A shrewd and tactical legal approach is needed to prevent confiscation proceedings having a detrimental impact on an individual, their relatives and associates.

Confiscation in the UK is covered by the Proceeds of Crime Act 2002 (POCA) – a piece of legislation described by many as draconian. It gives the authorities ways of taking assets that they believe have been acquired as the result of criminal activity.

The powers granted to the authorities by POCA appear harsh. While the policy behind confiscation is one of removing the profit from crime, the Home Office incentivisation scheme means that 50% of the proceeds of confiscation are split three ways between the court service, the prosecution and investigators. This can mean confiscation claims being brought because they can be rather than because they should be.

But regardless of this, anyone facing action under POCA has to make sure that they do everything possible to challenge the allegations and assumptions that may be made about them. Much of this will involve taking all necessary steps to prove they have not had any benefit from a “criminal lifestyle’’,

What Is Classed As A Criminal Lifestyle?

Criminal lifestyle is defined in Section 75 of POCA. It sets out a number of tests. The first, and by far the most routine, is whether the offence that the defendant has just been convicted of is a Schedule 2 offence. Schedule 2 of the Act lists numerous offences including virtually all drug trafficking, arms trafficking and counterfeiting offences and brothel keeping. If you are convicted of any Schedule 2 offence then the criminal lifestyle provisions apply automatically.

These provisions apply where the Crown contends that the defendant has profited from crime above and beyond any profits from the crime for which he has just been convicted. This is very significant: if the defendant has a criminal lifestyle then the court enquiry can be an unlimited one.

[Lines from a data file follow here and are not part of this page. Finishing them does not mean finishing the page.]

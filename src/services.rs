//! Narrow capability interfaces the protocol consumes. Wallet, chain lookup,
//! signing, storage and transport all live outside this crate; a trade's
//! models only ever see them through these traits.

use std::sync::Arc;

use async_trait::async_trait;
use bitcoin::{
    hashes::{sha256, Hash},
    Amount, Txid,
};
use secp256k1::{ecdsa::Signature, All, KeyPair, Message, PublicKey, Secp256k1};
use serde::{Deserialize, Serialize};
use tokio::sync::mpsc;

use crate::{
    common::{
        AddressEntry, FeePolicy, FiatAccount, PeerRef, SignedTx, TradeId, TxConfidence,
    },
    error::FiatSwapError,
    message::ProtocolMessage,
    persist::Persistence,
};

#[derive(Clone, Copy, Debug, PartialEq, Eq, Hash, Serialize, Deserialize)]
pub enum TradeTxKind {
    TakeOfferFee,
    Deposit,
    Payout,
}

/// Offerer's half of the multisig deposit, handed to the taker for completion.
#[derive(Clone, Debug, PartialEq, Eq, Serialize, Deserialize)]
pub struct DepositInputs {
    pub raw: Vec<u8>,
    #[serde(with = "bitcoin::amount::serde::as_sat")]
    pub contribution: Amount,
}

#[derive(Clone, Debug)]
pub struct DepositTxRequest {
    pub offerer_inputs: DepositInputs,
    pub offerer_pub_key: PublicKey,
    pub taker_pub_key: PublicKey,
    pub taker_contribution: Amount,
}

#[derive(Clone, Debug, PartialEq, Eq, Serialize, Deserialize)]
pub struct PayoutTerms {
    #[serde(with = "bitcoin::amount::serde::as_sat")]
    pub offerer_amount: Amount,
    #[serde(with = "bitcoin::amount::serde::as_sat")]
    pub taker_amount: Amount,
    pub offerer_address: String,
    pub taker_address: String,
}

impl PayoutTerms {
    /// Splits the locked deposit. The buying offerer gets the trade amount and
    /// everything it locked itself; the selling taker gets back what it locked
    /// beyond the trade amount, less the payout fee. Overpaid security deposits
    /// flow back to whoever overpaid.
    pub fn for_buyer_as_offerer(
        trade_amount: Amount,
        offerer_contribution: Amount,
        taker_contribution: Amount,
        offerer_address: impl Into<String>,
        taker_address: impl Into<String>,
    ) -> Result<Self, FiatSwapError> {
        let needed = trade_amount.checked_add(FeePolicy::TX_FEE).ok_or_else(|| {
            FiatSwapError::simple(format!("Trade amount {} out of range", trade_amount))
        })?;
        let taker_amount = taker_contribution.checked_sub(needed).ok_or(
            FiatSwapError::InsufficientFunds {
                needed,
                available: taker_contribution,
            },
        )?;
        locked_total(offerer_contribution, taker_contribution).ok_or_else(|| {
            FiatSwapError::simple(format!(
                "Deposit contributions {} and {} out of range",
                offerer_contribution, taker_contribution
            ))
        })?;
        let offerer_amount = trade_amount
            .checked_add(offerer_contribution)
            .ok_or_else(|| {
                FiatSwapError::simple(format!(
                    "Offerer contribution {} out of range",
                    offerer_contribution
                ))
            })?;
        Ok(Self {
            offerer_amount,
            taker_amount,
            offerer_address: offerer_address.into(),
            taker_address: taker_address.into(),
        })
    }
}

/// What the 2-of-2 deposit locks, or `None` when it cannot be represented.
pub fn locked_total(offerer_contribution: Amount, taker_contribution: Amount) -> Option<Amount> {
    offerer_contribution
        .checked_add(taker_contribution)
        .filter(|total| *total <= Amount::MAX_MONEY)
}

#[async_trait]
pub trait WalletService: Send + Sync {
    fn address_entry(&self, trade_id: TradeId) -> AddressEntry;

    fn registration_address_entry(&self) -> AddressEntry;

    fn balance_for_address(&self, address: &str) -> Amount;

    fn confidence_for_txid(&self, txid: &Txid) -> Option<TxConfidence>;

    /// Dropping the receiver ends the subscription.
    fn subscribe_tx_confidence(&self, txid: &Txid) -> mpsc::Receiver<TxConfidence>;

    /// Looks up a transaction this wallet already broadcast for the trade.
    fn find_trade_tx(&self, trade_id: TradeId, kind: TradeTxKind) -> Option<SignedTx>;

    async fn pay_take_offer_fee(&self, trade_id: TradeId) -> Result<SignedTx, FiatSwapError>;

    async fn create_deposit_inputs(
        &self,
        trade_id: TradeId,
        contribution: Amount,
    ) -> Result<DepositInputs, FiatSwapError>;

    async fn sign_and_publish_deposit_tx(
        &self,
        trade_id: TradeId,
        request: DepositTxRequest,
    ) -> Result<SignedTx, FiatSwapError>;

    fn payout_sighash(
        &self,
        deposit_tx: &SignedTx,
        terms: &PayoutTerms,
    ) -> Result<Vec<u8>, FiatSwapError>;

    async fn sign_and_publish_payout_tx(
        &self,
        trade_id: TradeId,
        deposit_tx: &SignedTx,
        terms: &PayoutTerms,
        offerer_signature: &[u8],
    ) -> Result<SignedTx, FiatSwapError>;

    async fn send_funds(
        &self,
        from_address: &str,
        to_address: &str,
        amount: Amount,
    ) -> Result<SignedTx, FiatSwapError>;
}

pub trait BlockChainService: Send + Sync {
    fn verify_account_registration(&self, account_id: &str) -> bool;

    fn is_account_black_listed(&self, account_id: &str, fiat_account: &FiatAccount) -> bool;
}

pub trait SignatureService: Send + Sync {
    fn sign(&self, key_pair: &KeyPair, payload: &[u8]) -> Result<Vec<u8>, FiatSwapError>;

    fn verify(&self, pub_key: &PublicKey, payload: &[u8], signature: &[u8]) -> bool;
}

#[async_trait]
pub trait MessageTransport: Send + Sync {
    async fn send_message(
        &self,
        peer: &PeerRef,
        message: ProtocolMessage,
    ) -> Result<(), FiatSwapError>;
}

/// ECDSA over secp256k1, signing the SHA-256 digest of the payload.
pub struct EcdsaSignatureService {
    secp: Secp256k1<All>,
}

impl EcdsaSignatureService {
    pub fn new() -> Self {
        Self {
            secp: Secp256k1::new(),
        }
    }

    fn digest(payload: &[u8]) -> Result<Message, FiatSwapError> {
        let hash = sha256::Hash::hash(payload);
        Ok(Message::from_slice(hash.as_ref())?)
    }
}

impl Default for EcdsaSignatureService {
    fn default() -> Self {
        Self::new()
    }
}

impl SignatureService for EcdsaSignatureService {
    fn sign(&self, key_pair: &KeyPair, payload: &[u8]) -> Result<Vec<u8>, FiatSwapError> {
        let message = Self::digest(payload)?;
        let signature = self.secp.sign_ecdsa(&message, &key_pair.secret_key());
        Ok(signature.serialize_der().to_vec())
    }

    fn verify(&self, pub_key: &PublicKey, payload: &[u8], signature: &[u8]) -> bool {
        let Ok(message) = Self::digest(payload) else {
            return false;
        };
        let Ok(signature) = Signature::from_der(signature) else {
            return false;
        };
        self.secp
            .verify_ecdsa(&message, &signature, pub_key)
            .is_ok()
    }
}

/// Service handles injected into every model. Shared across trades; the
/// protocol never assumes exclusive access to any of them.
#[derive(Clone)]
pub struct TradeServices {
    pub wallet: Arc<dyn WalletService>,
    pub block_chain: Arc<dyn BlockChainService>,
    pub signature: Arc<dyn SignatureService>,
    pub transport: Arc<dyn MessageTransport>,
    pub persistence: Arc<dyn Persistence>,
}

You can also be considered to have a criminal lifestyle if:

  • the offence was committed over a period exceeding six months and there was a profit element or
  • in the latest proceedings you were convicted of four or more matters, each having a benefit; or
  • you have at least two other separate previous convictions in the last six years for offences from which you benefitted.

General Criminal Conduct

If the defendant is considered to have a criminal lifestyle the court, under Section 6(4)(b) of POCA, must decide whether he has benefited from his ‘general criminal conduct’ and, if so, by how much. General criminal conduct (GCC), defined under Section 76(2), refers to all the defendant’s criminal conduct; no matter when it occurred; although it is usually only the past six years that is considered. That is because in determining the benefit from the defendant’s GCC, the court must apply the assumptions to the past six years.

There are 4 statutory assumptions set out in Section 10. These are:

  1. Any property transferred to the defendant within the last six years was obtained by him as a result of his GCC.
  2. Any property held by the defendant at any time after the date of conviction was a result of his GCC.
  3. Any expenditure incurred by the defendant in the last six years was met from property obtained by him as a result of his GCC (therefore the benefit is the value of that property).
  4. In valuing property obtained by the defendant, the court assumes that he is the only person with an interest in the property.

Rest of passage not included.